I'm trying to learn how to use Clap but I'm having a very hard time with the documentation, here I will try to explain my struggle only for the sake of improvement.

I might just be dumb for the time I wasted stuck on my task xD, but then let's try to understand how a dumb person deals with the documentation and how can we make it better.

Where

https://docs.rs/clap/2.33.1/clap/


I have now realized, a long time being confused how to simply read all args from the CLI with this code.

image

Where is this teached on the docs?

I was very intrigued this is not clearly shown, I see almost every linux CLI tool accepting multiple arguments as a list. but clap's documentation don't teach this at all.

As a former python developer I also found this weird because the first example in python argparse's documentation shows how to receive a variable number of integers and sum them.

What's wrong

Examples containing .multiple(true) show how to accumulate levels of verbosity (-v/--verbose) but don't explain what happen if .multiple(true) is added to an Arg without .short() applied.

This is very obscure, if a short option is not added, then multiple has a totally different behavior/meaning, should clap users be supposed to just figure it out by trial and error? I don't think so.

How to fix

Please consider adding this to the documentation and not throwing it at the examples/ folder, this is to grant the solution visibility.

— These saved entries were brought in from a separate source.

use std::collections::BTreeMap;
use std::fs;
use std::path::{Path, PathBuf};

use serde::{Deserialize, Serialize};

use crate::prefs::{PrefBranch, PrefValue, DEFAULT_MAX_RICH_RESULTS};

const APP_DIR_NAME: &str = "urlbar-core";
const CONFIG_FILE_NAME: &str = "config.toml";
const PLACES_FILE_NAME: &str = "places.sqlite";

#[derive(Debug, thiserror::Error)]
pub enum ConfigError {
    #[error("io error: {0}")]
    Io(#[from] std::io::Error),
    #[error("invalid toml: {0}")]
    TomlDe(#[from] toml::de::Error),
    #[error("failed to write toml: {0}")]
    TomlSer(#[from] toml::ser::Error),
    #[error("invalid json5: {0}")]
    Json5(#[from] json5::Error),
    #[error("{0}")]
    Invalid(String),
}

#[derive(Debug, Clone, PartialEq, Serialize, Deserialize)]
#[serde(default)]
pub struct Config {
    pub max_results: u16,
    pub places_db_path: PathBuf,
    #[serde(skip)]
    pub config_path: PathBuf,
    /// Overrides for `browser.urlbar.*` prefs, keyed by pref name.
    pub prefs: BTreeMap<String, PrefValue>,
}

impl Default for Config {
    fn default() -> Self {
        let base = stable_app_data_dir();
        Self {
            max_results: DEFAULT_MAX_RICH_RESULTS as u16,
            places_db_path: base.join(PLACES_FILE_NAME),
            config_path: base.join(CONFIG_FILE_NAME),
            prefs: BTreeMap::new(),
        }
    }
}

impl Config {
    /// Seeds `branch` with `max_results` and every pref override; explicit
    /// overrides win.
    pub fn apply_to(&self, branch: &PrefBranch) {
        branch.set_int("maxRichResults", i64::from(self.max_results));
        for (name, value) in &self.prefs {
            branch.set(name, value.clone());
        }
    }
}

pub fn stable_app_data_dir() -> PathBuf {
    let base = std::env::var_os("XDG_DATA_HOME")
        .or_else(|| std::env::var_os("LOCALAPPDATA"))
        .map(PathBuf::from)
        .or_else(|| {
            std::env::var_os("HOME").map(|home| PathBuf::from(home).join(".local").join("share"))
        })
        .unwrap_or_else(std::env::temp_dir);
    base.join(APP_DIR_NAME)
}

/// Reads the config at `path`, or the default location. A missing file
/// yields the defaults.
pub fn load(path: Option<&Path>) -> Result<Config, ConfigError> {
    let config_path = path
        .map(Path::to_path_buf)
        .unwrap_or_else(|| Config::default().config_path);

    let mut cfg = match fs::read_to_string(&config_path) {
        Ok(raw) => parse(&config_path, &raw)?,
        Err(err) if err.kind() == std::io::ErrorKind::NotFound => Config::default(),
        Err(err) => return Err(err.into()),
    };
    cfg.config_path = config_path;
    validate(&cfg)?;
    Ok(cfg)
}

fn parse(path: &Path, raw: &str) -> Result<Config, ConfigError> {
    let is_json = path
        .extension()
        .and_then(|ext| ext.to_str())
        .map(|ext| ext.eq_ignore_ascii_case("json") || ext.eq_ignore_ascii_case("json5"))
        .unwrap_or(false);
    if is_json {
        Ok(json5::from_str(raw)?)
    } else {
        Ok(toml::from_str(raw)?)
    }
}

pub fn save(cfg: &Config) -> Result<(), ConfigError> {
    if let Some(parent) = cfg.config_path.parent() {
        fs::create_dir_all(parent)?;
    }
    let raw = toml::to_string_pretty(cfg)?;
    fs::write(&cfg.config_path, raw)?;
    Ok(())
}

pub fn validate(cfg: &Config) -> Result<(), ConfigError> {
    if cfg.max_results < 1 || cfg.max_results > 100 {
        return Err(ConfigError::Invalid("max_results out of range".into()));
    }

    if cfg.places_db_path.as_os_str().is_empty() {
        return Err(ConfigError::Invalid("places_db_path is required".into()));
    }

    if cfg.config_path.as_os_str().is_empty() {
        return Err(ConfigError::Invalid("config_path is required".into()));
    }

    Ok(())
}
use std::collections::HashSet;

use url::Url;

use crate::behavior::Behavior;
use crate::model::{
    PlaceRow, QueryType, ResultEntry, ResultStyle, DEFAULT_FAVICON, FAVICON_LINK_PREFIX,
    SWITCH_TAB_PREFIX, TITLE_TAGS_SEPARATOR,
};

/// Turns candidate rows into result entries, in arrival order, skipping rows
/// whose place or URL was already emitted.
#[derive(Debug)]
pub struct ResultRanker {
    max_results: usize,
    behavior: Behavior,
    enable_actions: bool,
    used_place_ids: HashSet<i64>,
    used_urls: HashSet<String>,
    entries: Vec<ResultEntry>,
}

impl ResultRanker {
    pub fn new(max_results: usize, behavior: Behavior, enable_actions: bool) -> Self {
        Self {
            max_results,
            behavior,
            enable_actions,
            used_place_ids: HashSet::new(),
            used_urls: HashSet::new(),
            entries: Vec::new(),
        }
    }

    /// Returns true when the row produced a new entry.
    pub fn push(&mut self, row: &PlaceRow) -> bool {
        if self.is_full() {
            return false;
        }
        if row.place_id.is_some_and(|id| self.used_place_ids.contains(&id))
            || self.used_urls.contains(&row.url)
        {
            return false;
        }

        let entry = build_entry(row, self.behavior, self.enable_actions);
        if self.used_urls.contains(&entry.url) {
            return false;
        }

        if let Some(id) = row.place_id {
            self.used_place_ids.insert(id);
        }
        self.used_urls.insert(row.url.clone());
        self.used_urls.insert(entry.url.clone());
        self.entries.push(entry);
        true
    }

    pub fn is_full(&self) -> bool {
        self.entries.len() >= self.max_results
    }

    pub fn len(&self) -> usize {
        self.entries.len()
    }

    pub fn is_empty(&self) -> bool {
        self.entries.is_empty()
    }

    pub fn entries(&self) -> &[ResultEntry] {
        &self.entries
    }
}

fn show_tags(behavior: Behavior) -> bool {
    !(behavior.contains(Behavior::HISTORY)
        && !behavior.contains(Behavior::BOOKMARK)
        && !behavior.contains(Behavior::TAG))
}

pub fn build_entry(row: &PlaceRow, behavior: Behavior, enable_actions: bool) -> ResultEntry {
    let switch_to_tab =
        enable_actions && row.open_count > 0 && behavior.contains(Behavior::OPENPAGE);
    let url = if switch_to_tab {
        format!("{SWITCH_TAB_PREFIX}{}", row.url)
    } else {
        row.url.clone()
    };

    let mut title = row
        .bookmark_title
        .as_deref()
        .filter(|title| !title.is_empty())
        .or(row.title.as_deref())
        .unwrap_or("")
        .to_string();

    let style = if row.query_type == QueryType::Keyword {
        title = Url::parse(&row.url)
            .ok()
            .and_then(|parsed| parsed.host_str().map(str::to_string))
            .unwrap_or_else(|| row.url.clone());
        ResultStyle::Keyword
    } else if !show_tags(behavior) {
        ResultStyle::Favicon
    } else if let Some(tags) = row.tags.as_deref().filter(|tags| !tags.is_empty()) {
        title = format!("{title}{TITLE_TAGS_SEPARATOR}{tags}");
        ResultStyle::Tag
    } else if row.bookmarked {
        ResultStyle::Bookmark
    } else {
        ResultStyle::Favicon
    };

    let favicon = row
        .favicon_url
        .as_deref()
        .filter(|favicon| !favicon.is_empty())
        .map(|favicon| format!("{FAVICON_LINK_PREFIX}{favicon}"))
        .unwrap_or_else(|| DEFAULT_FAVICON.to_string());

    ResultEntry {
        url,
        title,
        favicon,
        style: if switch_to_tab {
            format!("action {style}")
        } else {
            style.to_string()
        },
    }
}

#[cfg(test)]
mod tests {
    use pretty_assertions::assert_eq;

    use super::*;

    const DEFAULT: Behavior = Behavior::from_bits(
        Behavior::HISTORY.bits() | Behavior::BOOKMARK.bits() | Behavior::OPENPAGE.bits(),
    );

    #[test]
    fn duplicate_place_ids_keep_the_first_row() {
        let mut ranker = ResultRanker::new(12, DEFAULT, false);
        assert!(ranker.push(&PlaceRow::new(Some(1), "http://a.example/", "Adaptive")));
        assert!(!ranker.push(&PlaceRow::new(Some(1), "http://a.example/", "Main")));
        assert_eq!(ranker.len(), 1);
        assert_eq!(ranker.entries()[0].title, "Adaptive");
    }

    #[test]
    fn duplicate_urls_without_place_are_rejected() {
        let mut ranker = ResultRanker::new(12, DEFAULT, false);
        assert!(ranker.push(&PlaceRow::new(None, "http://tab.example/", "")));
        assert!(!ranker.push(&PlaceRow::new(None, "http://tab.example/", "")));
    }

    #[test]
    fn cap_limits_entries() {
        let mut ranker = ResultRanker::new(2, DEFAULT, false);
        for id in 0..5 {
            ranker.push(&PlaceRow::new(Some(id), &format!("http://{id}.example/"), ""));
        }
        assert_eq!(ranker.len(), 2);
        assert!(ranker.is_full());
    }

    #[test]
    fn bookmark_title_wins_and_tags_are_appended() {
        let row = PlaceRow::new(Some(1), "http://rust-lang.org/", "Rust")
            .with_bookmark(Some("Rust Language"))
            .with_tags("lang,systems")
            .with_favicon("http://rust-lang.org/favicon.ico");
        let entry = build_entry(&row, DEFAULT, false);
        assert_eq!(entry.title, "Rust Language \u{2013} lang,systems");
        assert_eq!(entry.style, "tag");
        assert_eq!(entry.favicon, "moz-anno:favicon:http://rust-lang.org/favicon.ico");
    }

    #[test]
    fn history_only_behavior_hides_tags() {
        let row = PlaceRow::new(Some(1), "http://rust-lang.org/", "Rust")
            .with_bookmark(None)
            .with_tags("lang");
        let entry = build_entry(&row, Behavior::HISTORY, false);
        assert_eq!(entry.title, "Rust");
        assert_eq!(entry.style, "favicon");
        assert_eq!(entry.favicon, DEFAULT_FAVICON);
    }

    #[test]
    fn open_pages_switch_to_tab_only_with_actions() {
        let row = PlaceRow::new(Some(1), "http://news.example/", "News")
            .with_bookmark(None)
            .with_open_count(1);

        let entry = build_entry(&row, DEFAULT, true);
        assert_eq!(entry.url, "moz-action:switchtab,http://news.example/");
        assert_eq!(entry.style, "action bookmark");

        let entry = build_entry(&row, DEFAULT, false);
        assert_eq!(entry.url, "http://news.example/");
        assert_eq!(entry.style, "bookmark");
    }

    #[test]
    fn keyword_rows_show_the_host() {
        let row = PlaceRow::new(Some(3), "http://en.wikipedia.org/wiki/Rust", "")
            .with_bookmark(Some("Wikipedia"))
            .with_query_type(QueryType::Keyword);
        let entry = build_entry(&row, DEFAULT, false);
        assert_eq!(entry.title, "en.wikipedia.org");
        assert_eq!(entry.style, "keyword");
    }
}
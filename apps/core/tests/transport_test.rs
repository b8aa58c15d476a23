use urlbar_core::autocomplete::{AutoComplete, StoreSource};
use urlbar_core::contract::{CoreRequest, CoreResponse, OpenPageRequest, SearchRequest};
use urlbar_core::model::{PlaceRecord, SearchStatus};
use urlbar_core::places_store;
use urlbar_core::prefs::PrefBranch;
use urlbar_core::transport::{handle_json, handle_request, ErrorCode, TransportResponse};

fn autocomplete_with_seed_page() -> AutoComplete {
    let db = places_store::open_memory().unwrap();
    places_store::upsert_place(
        &db,
        &PlaceRecord::new("http://www.mozilla.org/", "Mozilla").with_visits(2, 100),
    )
    .unwrap();
    AutoComplete::new(PrefBranch::new(), StoreSource::Connection(db))
}

#[test]
fn request_handler_returns_ok_transport_response() {
    let mut autocomplete = autocomplete_with_seed_page();

    let response = handle_request(
        &mut autocomplete,
        CoreRequest::Search(SearchRequest {
            query: "moz".into(),
            actions: false,
        }),
    );

    match response {
        TransportResponse::Ok {
            response: CoreResponse::Search(payload),
        } => {
            assert_eq!(payload.status, SearchStatus::Success);
            assert_eq!(payload.results[0].url, "http://www.mozilla.org/");
            let encoded = serde_json::to_string(&TransportResponse::Ok {
                response: CoreResponse::Search(payload),
            })
            .unwrap();
            assert!(encoded.contains("\"status\":\"ok\""));
        }
        _ => panic!("expected ok search response"),
    }
}

#[test]
fn json_handler_returns_invalid_json_error_code() {
    let mut autocomplete = autocomplete_with_seed_page();

    let raw = handle_json(&mut autocomplete, "{not-json");
    let parsed: TransportResponse = serde_json::from_str(&raw).unwrap();

    match parsed {
        TransportResponse::Err { error } => assert_eq!(error.code, ErrorCode::InvalidJson),
        _ => panic!("expected invalid json error"),
    }
}

#[test]
fn json_handler_returns_invalid_request_error_code() {
    let mut autocomplete = autocomplete_with_seed_page();
    let request = CoreRequest::RegisterOpenPage(OpenPageRequest { url: "   ".into() });

    let raw = handle_json(&mut autocomplete, &serde_json::to_string(&request).unwrap());
    let parsed: TransportResponse = serde_json::from_str(&raw).unwrap();

    match parsed {
        TransportResponse::Err { error } => assert_eq!(error.code, ErrorCode::InvalidRequest),
        _ => panic!("expected invalid request error"),
    }
}

#[test]
fn json_handler_reports_store_errors() {
    let blocker = std::env::temp_dir().join(format!(
        "urlbar-transport-blocker-{}",
        std::process::id()
    ));
    std::fs::write(&blocker, b"not a directory").unwrap();
    let mut autocomplete = AutoComplete::new(
        PrefBranch::new(),
        StoreSource::Path(blocker.join("places.sqlite")),
    );

    let raw = handle_json(
        &mut autocomplete,
        r#"{"kind":"Autofill","payload":{"query":"moz"}}"#,
    );
    let parsed: TransportResponse = serde_json::from_str(&raw).unwrap();
    std::fs::remove_file(&blocker).unwrap();

    match parsed {
        TransportResponse::Err { error } => assert_eq!(error.code, ErrorCode::Store),
        _ => panic!("expected store error"),
    }
}

#[test]
fn open_page_round_trip_reports_counts() {
    let mut autocomplete = autocomplete_with_seed_page();
    let register = r#"{"kind":"RegisterOpenPage","payload":{"url":"http://tab.example/"}}"#;
    let unregister = r#"{"kind":"UnregisterOpenPage","payload":{"url":"http://tab.example/"}}"#;

    handle_json(&mut autocomplete, register);
    let raw = handle_json(&mut autocomplete, register);
    assert!(raw.contains("\"open_count\":2"), "{raw}");

    let raw = handle_json(&mut autocomplete, unregister);
    assert!(raw.contains("\"open_count\":1"), "{raw}");
}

Adding an example at the start of the documentation that debunks this confusion, here are some suggestions:

A program that receives a list of words and prints them out again, the program accept optional --upper and --lower flags that conflict and transform the output to upper case or lower case.

Or

A calculator that receives numbers and accepts --sum or --mul, and prints out the result of the chained operation (maybe similar to argparse's example?).

Although I have suggested two solutions, I would like to hear external opinions

EDIT: I should also mention that I'm sorry if I sound cocky or offensive on this issue (I'm not a native speaker), but this was obviously not intended by me.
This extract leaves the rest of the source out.